Most of the scientific experiments I remember from my grade-school days, and even college, revolved around the production of dramatic visual results: the erupting volcano, the impressive emergence of the black carbon “sugar snake,” and the colorful bacteria colonies growing on my petri dishes. These exciting displays are useful for getting kids excited about learning, but they also represent a deeply embedded emphasis on the visual in modern science. The foundation of much of our scientific knowledge about the natural world, in fact, ultimately rests on what we can see—whether it’s observed with the naked eye or read in the visual output of instruments.

This reliance on the eye as the primary arbiter of truth is nothing new. Author Christine Ammer notes that the expression “seeing is believing” was first recorded in 1639. This same era witnessed a flurry of activity we often call the Scientific Revolution. Advocates of the new science that emerged then, such as Robert Boyle, worked to establish and enforce standards for determining scientific truth. Expert knowledge now relied on producing observable, physical, and reproducible evidence. These articulations of the “new science” sparked notable debates, such as those that swirled around Robert Hooke’s Micrographia—a visual treatise on the microscope and the invisible worlds it revealed. Arguments within the elite community of the Royal Society focused on whether sensory information, particularly sight, ought to be trusted as a reliable source of truth. Ultimately, despite protestations by such natural philosophers as Thomas Hobbes and Margaret Cavendish, the culture of modern science came to embrace experiment, visual observation, scientific apparatus, and exclusivity.

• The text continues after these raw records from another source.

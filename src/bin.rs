extern crate atty;
extern crate clap;
extern crate deskcalc;
extern crate liner;

use std::io::{self, stdin, stdout, BufRead, Write};
use std::process::exit;

use clap::{App, Arg, ArgMatches};
use deskcalc::{lookup, Calculator, Hook, Key, Kind};
use liner::{BasicCompleter, Context, Prompt};
use tracing_subscriber::EnvFilter;

const PROMPT: &str = "[]> ";

/// Word that deletes the last character shown.
const BACKSPACE: &str = "bs";

/// How one word typed at the prompt reaches the engine.
#[derive(Debug, PartialEq)]
enum Word<'a> {
    Token(&'a str),
    Backspace,
    /// Literal characters, typed one key at a time.
    Keys(&'a str),
}

fn classify(word: &str) -> Word {
    if lookup(word).is_some() {
        Word::Token(word)
    } else if word == BACKSPACE {
        Word::Backspace
    } else if word.chars().all(|c| lookup(c.encode_utf8(&mut [0; 4])) == Some(Kind::Literal)) {
        Word::Keys(word)
    } else {
        Word::Token(word)
    }
}

fn feed<H: Hook>(calc: &mut Calculator<H>, word: &str) {
    match classify(word) {
        Word::Token(token) => {
            calc.handle_token(token);
        }
        Word::Backspace => {
            calc.handle_key(Key::BackSpace);
        }
        Word::Keys(keys) => {
            for c in keys.chars() {
                calc.handle_key(Key::Char(c));
            }
        }
    }
}

/// Feeds every word of `line` and prints the display. Returns `false` once
/// the user asked to quit.
fn process_line<H: Hook, W: Write>(
    calc: &mut Calculator<H>,
    line: &str,
    out: &mut W,
) -> io::Result<bool> {
    match line.trim() {
        "" => Ok(true),
        "exit" => Ok(false),
        words => {
            for word in words.split_whitespace() {
                feed(calc, word);
            }
            writeln!(out, "{}", calc.display())?;
            Ok(true)
        }
    }
}

/// Tab completion at the prompt offers nothing.
fn completer() -> BasicCompleter {
    BasicCompleter::new(Vec::<String>::new())
}

fn interactive<H: Hook, W: Write>(calc: &mut Calculator<H>, out: &mut W) -> io::Result<()> {
    let mut con = Context::new();
    let mut completer = completer();
    loop {
        let line = match con.read_line(Prompt::from(PROMPT), None, &mut completer) {
            Ok(line) => line,
            Err(ref e) if e.kind() == io::ErrorKind::Interrupted => continue,
            Err(ref e) if e.kind() == io::ErrorKind::UnexpectedEof => break,
            Err(e) => return Err(e),
        };
        if !process_line(calc, &line, out)? {
            break;
        }
        con.history.push(line.into())?;
    }
    Ok(())
}

fn piped<H: Hook, R: BufRead, W: Write>(
    calc: &mut Calculator<H>,
    input: R,
    out: &mut W,
) -> io::Result<()> {
    for line in input.lines() {
        if !process_line(calc, &line?, out)? {
            break;
        }
    }
    Ok(())
}

fn run(matches: &ArgMatches) -> io::Result<()> {
    let stdout = stdout();
    let mut stdout = stdout.lock();
    let mut calc = Calculator::new();

    if let Some(tokens) = matches.values_of("tokens") {
        for token in tokens {
            feed(&mut calc, token);
        }
        writeln!(stdout, "{}", calc.display())?;
    } else if atty::is(atty::Stream::Stdin) {
        interactive(&mut calc, &mut stdout)?;
    } else {
        let stdin = stdin();
        piped(&mut calc, stdin.lock(), &mut stdout)?;
    }
    Ok(())
}

fn init_logging(verbosity: u64) {
    let level = match verbosity {
        0 => "warn",
        1 => "info",
        2 => "debug",
        _ => "trace",
    };
    tracing_subscriber::fmt()
        .with_env_filter(EnvFilter::try_from_default_env().unwrap_or_else(|_| EnvFilter::new(level)))
        .with_writer(io::stderr)
        .init();
}

fn main() {
    let matches = App::new("deskcalc")
        .version(clap::crate_version!())
        .about("Keypad calculator: feeds tokens to the engine and prints the display")
        .arg(
            Arg::with_name("verbose")
                .short("v")
                .long("verbose")
                .multiple(true)
                .help("Raises log verbosity (repeat for more)"),
        )
        .arg(
            Arg::with_name("tokens")
                .multiple(true)
                .allow_hyphen_values(true)
                .help("Tokens to press, e.g. 9 √ + 1 ="),
        )
        .get_matches();

    init_logging(matches.occurrences_of("verbose"));
    tracing::debug!("starting");

    let code = match run(&matches) {
        Ok(()) => 0,
        Err(e) => {
            eprintln!("deskcalc: {}", e);
            1
        }
    };
    exit(code)
}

Since today’s science relies so heavily on vision, one might assume that blindness would stop someone from participating in STEM fields. However, individuals with visual impairment have always worked in science, although currently their numbers are low. People with any reported disability make up more than 11% of employed scientists and engineers, while individuals who are blind make up less than 5% of the STEM workforce. Focusing on the experiences of these individuals allows us to reimagine the ways we teach, learn, and do science today.

Judy Summers-Gates, who has had low vision since shortly after her birth, went on a birding adventure with her Girl Scout troop when she was a child. Knowing that her low vision would prevent her from identifying birds alongside her peers, she packed her overnight bag with birdseed instead of camping gear. The next day, while her fellow Scouts traipsed through the forest and left her behind, Summers-Gates sat triumphantly in a meadow surrounded by birdseed and dozens of birds.

But was the knowledge she gathered the same as that of her fellow scouts? Summers-Gates’s alternate approach brought the birds out of their usual daily routines and into proximity with her, where she could still visualize them more or less in the “traditional” way. Summers-Gates’s anecdote suggests how her experience and perhaps the knowledge it produced differed from that of her sighted peers despite her ability to adapt her low vision to fit into the traditional visual culture of STEM.

For Cary Supalo, a blind chemist, the experience of STEM is further distanced from traditional visual culture. After becoming blind at age seven in the early 1980s, Supalo learned to transform information he encountered through touch and hearing into a three-dimensional picture in his mind, an ability he says he always had but that he came to rely on more heavily as a blind person working in science. In biology and physics labs in middle school, Supalo learned through a combination of verbal and “hand-on-hand instruction.” In dissection studies in biology class Supalo didn’t wield the blade, but with a student intermediary he felt the specimens and the structures he was studying with his hands. Along with assistants, teachers, and peers who read him materials, helped conduct lab experiments, and answered questions, Supalo has relied on his ability to do science using his senses of touch and hearing.

The experiences of scientists who are blind or low vision call our attention to the assumptions and biases inherent in modern science. They ask us to think more critically about why we know what we know and to consider the limits to our perception. What possibilities might we be ignoring when we unquestioningly privilege sight as the primary pathway to knowledge about the natural world?